4.4. Comparison with the State of the Arts

4.4.1. Comparison with the Two-Step Procedure

In this subsection, we compare the proposed stego detection scheme with the naïve two-step procedure, which is also illustrated as “steganographer detection + traditional stego detection”. The two-step procedure first uses steganographer detection to find potential steganographers and then applies traditional stego detection methods, such as supervised classification, to discover steganographic images. Note that the direct comparison is rather hard, because most traditional stego detection schemes need to train a model with labelled samples, whereas our proposed scheme is unsupervised.

We build a fair comparison between the proposed scheme and the two-step procedure by adjusting the experiment as follows. All experiments are implemented in the image database including seven actors. Each actor respectively provides 600 images. We randomly select one actor as steganographer and randomly select 100 images from this actor as testing set. Among the 100 testing images, we randomly select 50 images as stego by embedding messages of relative payloads

α \in {0.1, 0.2, \dots, 0.8}

bpp using the aforementioned steganographic algorithms. The experiments are repeated 100 times. In addition,

for the proposed scheme, we randomly select seven images, each from the seven actors, respectively. Among the seven images, one image is randomly chosen from the testing set, which includes 50 cover images and 50 stego images.
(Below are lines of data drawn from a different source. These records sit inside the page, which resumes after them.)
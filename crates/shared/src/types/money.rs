//! Money type with exact minor-unit precision and currency.
//!
//! CRITICAL: Never use floating-point for money calculations.
//! Amounts are held as an integer count of minor units (cents). Conversion to
//! and from `rust_decimal::Decimal` is exact: values with more fractional digits
//! than the currency allows are rejected, never rounded.

use std::cmp::Ordering;

use rust_decimal::Decimal;
use rust_decimal::prelude::ToPrimitive;
use serde::{Deserialize, Serialize};
use thiserror::Error;

/// Errors raised while constructing or combining money values.
#[derive(Debug, Clone, PartialEq, Eq, Error)]
pub enum MoneyError {
    /// The two operands are in different currencies.
    #[error("Currency mismatch: {left} vs {right}")]
    CurrencyMismatch {
        /// Currency of the left operand.
        left: Currency,
        /// Currency of the right operand.
        right: Currency,
    },

    /// The amount has more fractional digits than the currency supports.
    #[error("Amount {amount} has more precision than {currency} allows")]
    ExcessPrecision {
        /// The offending amount.
        amount: Decimal,
        /// The currency the amount was interpreted in.
        currency: Currency,
    },

    /// The result does not fit in 64-bit minor units.
    #[error("Money arithmetic overflow")]
    Overflow,

    /// The input string is not a decimal number.
    #[error("Invalid decimal amount: {0}")]
    Parse(String),
}

/// Represents a monetary amount with currency.
///
/// `minor` counts the smallest currency unit (e.g., cents for USD, yen for JPY).
#[derive(Debug, Clone, Copy, PartialEq, Eq, Hash, Serialize, Deserialize)]
#[serde(try_from = "MoneyRepr", into = "MoneyRepr")]
pub struct Money {
    /// The amount in the smallest currency unit.
    pub minor: i64,
    /// ISO 4217 currency code.
    pub currency: Currency,
}

/// ISO 4217 currency codes supported by the system.
#[derive(Debug, Clone, Copy, PartialEq, Eq, PartialOrd, Ord, Hash, Serialize, Deserialize)]
#[serde(rename_all = "UPPERCASE")]
pub enum Currency {
    /// US Dollar
    Usd,
    /// Euro
    Eur,
    /// Pound Sterling
    Gbp,
    /// Indian Rupee
    Inr,
    /// Indonesian Rupiah
    Idr,
    /// Singapore Dollar
    Sgd,
    /// Japanese Yen
    Jpy,
}

impl Currency {
    /// Number of decimal digits in one major unit.
    #[must_use]
    pub const fn minor_exponent(self) -> u32 {
        match self {
            Self::Jpy => 0,
            Self::Usd | Self::Eur | Self::Gbp | Self::Inr | Self::Idr | Self::Sgd => 2,
        }
    }

    /// Minor units per major unit (100 for cents).
    #[must_use]
    pub const fn minor_per_major(self) -> i64 {
        10_i64.pow(self.minor_exponent())
    }
}

impl Money {
    /// Creates a new Money instance from minor units.
    #[must_use]
    pub const fn new(minor: i64, currency: Currency) -> Self {
        Self { minor, currency }
    }

    /// Creates a zero amount in the specified currency.
    #[must_use]
    pub const fn zero(currency: Currency) -> Self {
        Self { minor: 0, currency }
    }

    /// Converts an exact decimal into minor units.
    ///
    /// # Errors
    ///
    /// Returns `ExcessPrecision` if the decimal cannot be represented exactly,
    /// or `Overflow` if it does not fit in 64-bit minor units.
    pub fn from_decimal(amount: Decimal, currency: Currency) -> Result<Self, MoneyError> {
        let scaled = amount
            .checked_mul(Decimal::from(currency.minor_per_major()))
            .ok_or(MoneyError::Overflow)?;
        if !scaled.fract().is_zero() {
            return Err(MoneyError::ExcessPrecision { amount, currency });
        }
        let minor = scaled.trunc().to_i64().ok_or(MoneyError::Overflow)?;
        Ok(Self::new(minor, currency))
    }

    /// Parses an exact decimal string such as `"100.01"`.
    ///
    /// # Errors
    ///
    /// Returns `Parse` for malformed input, otherwise the errors of [`Money::from_decimal`].
    pub fn parse(amount: &str, currency: Currency) -> Result<Self, MoneyError> {
        let decimal = Decimal::from_str_exact(amount.trim())
            .map_err(|_| MoneyError::Parse(amount.to_string()))?;
        Self::from_decimal(decimal, currency)
    }

    /// Returns the amount as an exact decimal in major units.
    #[must_use]
    pub fn to_decimal(&self) -> Decimal {
        Decimal::new(self.minor, self.currency.minor_exponent())
    }

    /// Returns true if the amount is zero.
    #[must_use]
    pub const fn is_zero(&self) -> bool {
        self.minor == 0
    }

    /// Returns true if the amount is strictly positive.
    #[must_use]
    pub const fn is_positive(&self) -> bool {
        self.minor > 0
    }

    /// Returns true if the amount is negative.
    #[must_use]
    pub const fn is_negative(&self) -> bool {
        self.minor < 0
    }

    /// Adds two amounts of the same currency.
    ///
    /// # Errors
    ///
    /// Returns `CurrencyMismatch` or `Overflow`.
    pub fn checked_add(self, other: Self) -> Result<Self, MoneyError> {
        self.ensure_same_currency(other)?;
        self.minor
            .checked_add(other.minor)
            .map(|minor| Self::new(minor, self.currency))
            .ok_or(MoneyError::Overflow)
    }

    /// Subtracts `other` from `self`.
    ///
    /// # Errors
    ///
    /// Returns `CurrencyMismatch` or `Overflow`.
    pub fn checked_sub(self, other: Self) -> Result<Self, MoneyError> {
        self.ensure_same_currency(other)?;
        self.minor
            .checked_sub(other.minor)
            .map(|minor| Self::new(minor, self.currency))
            .ok_or(MoneyError::Overflow)
    }

    /// Returns the additive inverse.
    ///
    /// # Errors
    ///
    /// Returns `Overflow` for `i64::MIN` minor units.
    pub fn negate(self) -> Result<Self, MoneyError> {
        self.minor
            .checked_neg()
            .map(|minor| Self::new(minor, self.currency))
            .ok_or(MoneyError::Overflow)
    }

    /// Compares two amounts of the same currency.
    ///
    /// # Errors
    ///
    /// Returns `CurrencyMismatch` when the currencies differ.
    pub fn try_cmp(&self, other: &Self) -> Result<Ordering, MoneyError> {
        self.ensure_same_currency(*other)?;
        Ok(self.minor.cmp(&other.minor))
    }

    /// Sums an iterator of amounts, starting from zero in `currency`.
    ///
    /// # Errors
    ///
    /// Returns `CurrencyMismatch` or `Overflow`.
    pub fn sum<I>(amounts: I, currency: Currency) -> Result<Self, MoneyError>
    where
        I: IntoIterator<Item = Self>,
    {
        amounts
            .into_iter()
            .try_fold(Self::zero(currency), Self::checked_add)
    }

    /// Divides the amount into `parts` shares that differ by at most one minor unit.
    ///
    /// The remainder is handed out one unit at a time to the first shares, so the
    /// caller controls who receives it by choosing the order. The shares always sum
    /// to the original amount. Returns an empty vector when `parts` is zero.
    #[must_use]
    pub fn split_evenly(self, parts: usize) -> Vec<Self> {
        if parts == 0 {
            return vec![];
        }
        let Ok(count) = i64::try_from(parts) else {
            return vec![];
        };

        let base = self.minor.div_euclid(count);
        let remainder = self.minor.rem_euclid(count);

        (0..count)
            .map(|i| {
                let extra = i64::from(i < remainder);
                Self::new(base + extra, self.currency)
            })
            .collect()
    }

    fn ensure_same_currency(self, other: Self) -> Result<(), MoneyError> {
        if self.currency == other.currency {
            Ok(())
        } else {
            Err(MoneyError::CurrencyMismatch {
                left: self.currency,
                right: other.currency,
            })
        }
    }
}

impl std::fmt::Display for Money {
    fn fmt(&self, f: &mut std::fmt::Formatter<'_>) -> std::fmt::Result {
        write!(f, "{} {}", self.to_decimal(), self.currency)
    }
}

/// Wire shape of [`Money`]: an exact decimal string plus the currency code.
#[derive(Serialize, Deserialize)]
struct MoneyRepr {
    #[serde(with = "rust_decimal::serde::str")]
    amount: Decimal,
    currency: Currency,
}

impl From<Money> for MoneyRepr {
    fn from(money: Money) -> Self {
        Self {
            amount: money.to_decimal(),
            currency: money.currency,
        }
    }
}

impl TryFrom<MoneyRepr> for Money {
    type Error = MoneyError;

    fn try_from(repr: MoneyRepr) -> Result<Self, Self::Error> {
        Self::from_decimal(repr.amount, repr.currency)
    }
}

impl std::fmt::Display for Currency {
    fn fmt(&self, f: &mut std::fmt::Formatter<'_>) -> std::fmt::Result {
        match self {
            Self::Usd => write!(f, "USD"),
            Self::Eur => write!(f, "EUR"),
            Self::Gbp => write!(f, "GBP"),
            Self::Inr => write!(f, "INR"),
            Self::Idr => write!(f, "IDR"),
            Self::Sgd => write!(f, "SGD"),
            Self::Jpy => write!(f, "JPY"),
        }
    }
}

impl std::str::FromStr for Currency {
    type Err = String;

    fn from_str(s: &str) -> Result<Self, Self::Err> {
        match s.to_uppercase().as_str() {
            "USD" => Ok(Self::Usd),
            "EUR" => Ok(Self::Eur),
            "GBP" => Ok(Self::Gbp),
            "INR" => Ok(Self::Inr),
            "IDR" => Ok(Self::Idr),
            "SGD" => Ok(Self::Sgd),
            "JPY" => Ok(Self::Jpy),
            _ => Err(format!("Unknown currency: {s}")),
        }
    }
}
The proposed scheme is run to detect this image whenever it is a stego image.
For the two-step procedure, the training set is built by two forms as follows: excluding the testing image set (100 images), we randomly select remaining X (X = 100 and 500) images from the steganographer and then add them into the training dataset. After that, we make a copy of each image in the training dataset and embed messages in the copied image using aforementioned steganographic algorithms. Therefore, the training dataset includes $2 \times X$ images in total, which is used to train the classification model. The two-step procedure first identifies the steganographer by using steganographer detection method [17], and then uses the trained model to classify the testing set.
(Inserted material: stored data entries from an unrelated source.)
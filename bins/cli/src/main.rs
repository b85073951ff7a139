//! Splitledger command-line tool.
//!
//! Replays a JSON snapshot through the ledger engine and prints, as JSON, the
//! pairwise balances and settlement plan of every group plus each user's
//! position in every scope they belong to.
//!
//! Usage: splitledger <snapshot.json>

use std::collections::BTreeSet;
use std::sync::Arc;

use anyhow::Context;
use serde::Serialize;
use tracing::{info, warn};
use tracing_subscriber::{EnvFilter, fmt, layer::SubscriberExt, util::SubscriberInitExt};

use splitledger_core::balance::{
    BalanceCache, BalanceService, NetPosition, PairwiseBalance, SettlementPlan,
};
use splitledger_core::ledger::Participant;
use splitledger_shared::AppConfig;
use splitledger_shared::config::LoggingConfig;
use splitledger_shared::types::{GroupId, UserId};
use splitledger_store::{MemoryLedger, Rejection, Replay, Snapshot};

type Balances = BalanceService<MemoryLedger, MemoryLedger>;

#[derive(Serialize)]
struct Report<'a> {
    rejected: &'a [Rejection],
    reconciled: usize,
    groups: Vec<GroupReport>,
    users: Vec<UserReport>,
}

#[derive(Serialize)]
struct GroupReport {
    group_id: GroupId,
    name: String,
    balances: Vec<PairwiseBalance>,
    plan: SettlementPlan,
}

#[derive(Serialize)]
struct UserReport {
    user_id: UserId,
    positions: Vec<NetPosition>,
}

fn main() -> anyhow::Result<()> {
    // Load environment variables from .env file
    dotenvy::dotenv().ok();

    let config = AppConfig::load().context("Failed to load configuration")?;
    init_tracing(&config.logging);

    let path = std::env::args()
        .nth(1)
        .context("usage: splitledger <snapshot.json>")?;
    let snapshot =
        Snapshot::from_path(&path).with_context(|| format!("Failed to load snapshot {path}"))?;
    let replay = snapshot.replay(config.ledger.default_currency)?;

    let balances = BalanceService::new(Arc::clone(&replay.ledger), Arc::clone(&replay.ledger))
        .with_cache(BalanceCache::from_config(&config.cache));

    let groups = snapshot
        .groups
        .iter()
        .filter_map(|seed| group_report(&replay, &balances, seed.id).transpose())
        .collect::<anyhow::Result<Vec<_>>>()?;

    let users = known_users(&snapshot, &replay)
        .into_iter()
        .map(|user_id| -> anyhow::Result<UserReport> {
            Ok(UserReport {
                user_id,
                positions: balances.compute_overall_balance(user_id)?,
            })
        })
        .collect::<anyhow::Result<Vec<_>>>()?;

    info!(path = %path, groups = groups.len(), users = users.len(), "Report ready");

    let report = Report {
        rejected: &replay.rejected,
        reconciled: replay.reconciled,
        groups,
        users,
    };
    println!("{}", serde_json::to_string_pretty(&report)?);
    Ok(())
}

/// Logs go to stderr so stdout stays a clean JSON document.
fn init_tracing(logging: &LoggingConfig) {
    let filter =
        EnvFilter::try_from_default_env().unwrap_or_else(|_| EnvFilter::new(&logging.filter));
    let registry = tracing_subscriber::registry().with(filter);

    if logging.json {
        registry
            .with(fmt::layer().json().with_writer(std::io::stderr))
            .init();
    } else {
        registry
            .with(fmt::layer().with_writer(std::io::stderr))
            .init();
    }
}

/// Balances and plan of one group, read as its first registered member.
fn group_report(
    replay: &Replay,
    balances: &Balances,
    group_id: GroupId,
) -> anyhow::Result<Option<GroupReport>> {
    let Some(record) = replay.ledger.group(group_id) else {
        return Ok(None);
    };
    let Some(requester) = record.members.iter().find_map(Participant::user_id) else {
        warn!(%group_id, "Group has no registered member, skipping");
        return Ok(None);
    };

    Ok(Some(GroupReport {
        group_id,
        name: record.name,
        balances: balances.compute_group_balances(group_id, requester)?,
        plan: balances.simplify_debts(group_id, requester)?,
    }))
}

/// Every registered user named by a group or a friendship, in id order.
fn known_users(snapshot: &Snapshot, replay: &Replay) -> BTreeSet<UserId> {
    let members = snapshot
        .groups
        .iter()
        .filter_map(|seed| replay.ledger.group(seed.id))
        .flat_map(|record| record.members.into_iter())
        .filter_map(|p| p.user_id());
    let friends = snapshot
        .friendships
        .iter()
        .flat_map(|f| [f.users.0, f.users.1]);
    members.chain(friends).collect()
}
We carry out a series of experiments to compare the proposed scheme and two-step procedure (including

X = 100

and 500). Table 5 and Table 6 show the results of average false positives and average false negatives for the three schemes. To obtain a fair comparison, we only show the results when the steganographer is accused correctly. From these two tables, we can see that the proposed scheme has low false positives. Certainly, the proposed scheme is conservative due to high false negatives. Furthermore, when

X = 100

, two-step procedure has an inferior detection performance. This is because there are only a few training samples, in this case, the trained classification model may match poorly the statistic features of testing images. When

X = 500

, the performance of two-step procedure is significantly improved due to involving more training samples. Nevertheless, we would like to stress that it is infeasible to gather massive training samples in real-world online social media networks. Thus, the two-step procedure is very hard, at least inconvenient, to work in our context.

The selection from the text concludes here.